Information:
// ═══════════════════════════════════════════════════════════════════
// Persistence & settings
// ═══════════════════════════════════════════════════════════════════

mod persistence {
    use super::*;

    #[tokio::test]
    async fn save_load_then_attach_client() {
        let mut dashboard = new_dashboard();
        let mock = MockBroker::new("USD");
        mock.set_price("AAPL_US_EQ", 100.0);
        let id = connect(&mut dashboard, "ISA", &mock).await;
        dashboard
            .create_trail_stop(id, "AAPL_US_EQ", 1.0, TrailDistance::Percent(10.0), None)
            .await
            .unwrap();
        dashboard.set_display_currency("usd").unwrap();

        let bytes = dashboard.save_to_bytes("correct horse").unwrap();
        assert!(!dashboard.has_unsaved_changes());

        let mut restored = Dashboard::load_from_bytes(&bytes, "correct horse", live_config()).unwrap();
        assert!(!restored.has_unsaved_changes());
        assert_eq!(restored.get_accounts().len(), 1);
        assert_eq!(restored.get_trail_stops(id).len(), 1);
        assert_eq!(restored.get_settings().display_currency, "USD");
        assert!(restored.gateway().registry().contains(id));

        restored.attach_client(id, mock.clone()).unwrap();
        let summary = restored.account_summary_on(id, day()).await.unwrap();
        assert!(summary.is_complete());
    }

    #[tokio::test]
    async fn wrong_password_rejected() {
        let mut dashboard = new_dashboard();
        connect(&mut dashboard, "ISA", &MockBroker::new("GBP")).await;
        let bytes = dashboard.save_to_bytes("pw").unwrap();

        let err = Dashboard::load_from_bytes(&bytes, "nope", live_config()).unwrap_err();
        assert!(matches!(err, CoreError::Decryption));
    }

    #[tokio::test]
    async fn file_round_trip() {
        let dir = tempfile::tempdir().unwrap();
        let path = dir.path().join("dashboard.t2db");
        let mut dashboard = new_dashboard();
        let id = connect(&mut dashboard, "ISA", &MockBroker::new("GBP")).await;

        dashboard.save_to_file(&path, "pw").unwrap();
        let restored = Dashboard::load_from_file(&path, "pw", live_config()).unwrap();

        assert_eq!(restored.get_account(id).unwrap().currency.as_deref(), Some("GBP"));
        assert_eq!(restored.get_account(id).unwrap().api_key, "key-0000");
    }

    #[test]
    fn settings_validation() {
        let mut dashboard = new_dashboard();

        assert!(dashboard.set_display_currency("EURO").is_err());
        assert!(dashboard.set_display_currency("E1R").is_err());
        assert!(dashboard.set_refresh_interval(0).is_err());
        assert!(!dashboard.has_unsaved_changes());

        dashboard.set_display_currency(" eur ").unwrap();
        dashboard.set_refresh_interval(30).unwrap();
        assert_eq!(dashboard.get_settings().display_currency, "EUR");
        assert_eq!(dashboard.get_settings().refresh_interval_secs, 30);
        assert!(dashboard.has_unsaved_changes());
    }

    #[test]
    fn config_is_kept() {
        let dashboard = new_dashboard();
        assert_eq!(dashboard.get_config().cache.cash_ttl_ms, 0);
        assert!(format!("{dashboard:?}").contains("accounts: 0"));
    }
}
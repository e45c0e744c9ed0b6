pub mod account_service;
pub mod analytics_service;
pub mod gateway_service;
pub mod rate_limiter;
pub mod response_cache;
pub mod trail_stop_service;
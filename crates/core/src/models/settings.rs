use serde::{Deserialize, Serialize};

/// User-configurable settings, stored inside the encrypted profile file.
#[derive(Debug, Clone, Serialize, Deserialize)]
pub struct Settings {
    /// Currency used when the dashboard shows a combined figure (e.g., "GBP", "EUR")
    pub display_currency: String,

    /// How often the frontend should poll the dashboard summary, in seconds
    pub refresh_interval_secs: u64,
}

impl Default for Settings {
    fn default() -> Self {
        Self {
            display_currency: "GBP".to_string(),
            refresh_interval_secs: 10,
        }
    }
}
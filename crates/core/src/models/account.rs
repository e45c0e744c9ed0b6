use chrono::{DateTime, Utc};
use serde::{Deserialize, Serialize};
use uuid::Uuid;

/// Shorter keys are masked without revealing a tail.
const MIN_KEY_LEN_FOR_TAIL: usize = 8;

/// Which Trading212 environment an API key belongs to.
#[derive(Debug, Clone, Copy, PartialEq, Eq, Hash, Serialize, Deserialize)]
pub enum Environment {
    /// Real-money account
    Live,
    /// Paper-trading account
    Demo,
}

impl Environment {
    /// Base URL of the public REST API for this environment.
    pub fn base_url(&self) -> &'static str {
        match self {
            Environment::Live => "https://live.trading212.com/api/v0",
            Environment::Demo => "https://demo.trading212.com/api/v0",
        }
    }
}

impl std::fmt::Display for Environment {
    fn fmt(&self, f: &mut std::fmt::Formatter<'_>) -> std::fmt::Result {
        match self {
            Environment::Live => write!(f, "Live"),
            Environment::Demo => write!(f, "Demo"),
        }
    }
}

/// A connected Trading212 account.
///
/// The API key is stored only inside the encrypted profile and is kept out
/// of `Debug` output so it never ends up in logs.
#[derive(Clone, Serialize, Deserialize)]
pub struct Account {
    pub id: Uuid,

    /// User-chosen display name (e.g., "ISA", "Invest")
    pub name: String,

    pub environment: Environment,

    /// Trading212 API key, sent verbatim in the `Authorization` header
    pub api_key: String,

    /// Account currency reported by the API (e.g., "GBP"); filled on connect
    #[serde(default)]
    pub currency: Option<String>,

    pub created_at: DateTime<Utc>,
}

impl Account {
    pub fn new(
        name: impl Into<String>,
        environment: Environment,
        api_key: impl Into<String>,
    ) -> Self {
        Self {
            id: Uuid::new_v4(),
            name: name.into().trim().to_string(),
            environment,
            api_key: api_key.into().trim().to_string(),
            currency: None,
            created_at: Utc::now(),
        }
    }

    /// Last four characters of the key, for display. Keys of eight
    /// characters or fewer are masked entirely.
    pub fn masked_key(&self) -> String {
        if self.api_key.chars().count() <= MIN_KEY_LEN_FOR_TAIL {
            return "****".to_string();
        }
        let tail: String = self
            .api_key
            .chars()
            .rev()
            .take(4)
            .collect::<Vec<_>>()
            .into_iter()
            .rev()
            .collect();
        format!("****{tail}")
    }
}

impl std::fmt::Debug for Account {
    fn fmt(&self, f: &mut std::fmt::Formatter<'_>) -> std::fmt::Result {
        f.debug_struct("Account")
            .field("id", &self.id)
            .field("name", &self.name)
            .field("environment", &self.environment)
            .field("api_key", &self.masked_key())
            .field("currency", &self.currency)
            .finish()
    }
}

What you need to do: Check every line of the records above for the string "await". Copy those that hold it.

Task response:
        let id = connect(&mut dashboard, "ISA", &mock).await;
            .await
        let summary = restored.account_summary_on(id, day()).await.unwrap();
        connect(&mut dashboard, "ISA", &MockBroker::new("GBP")).await;
        let id = connect(&mut dashboard, "ISA", &MockBroker::new("GBP")).await;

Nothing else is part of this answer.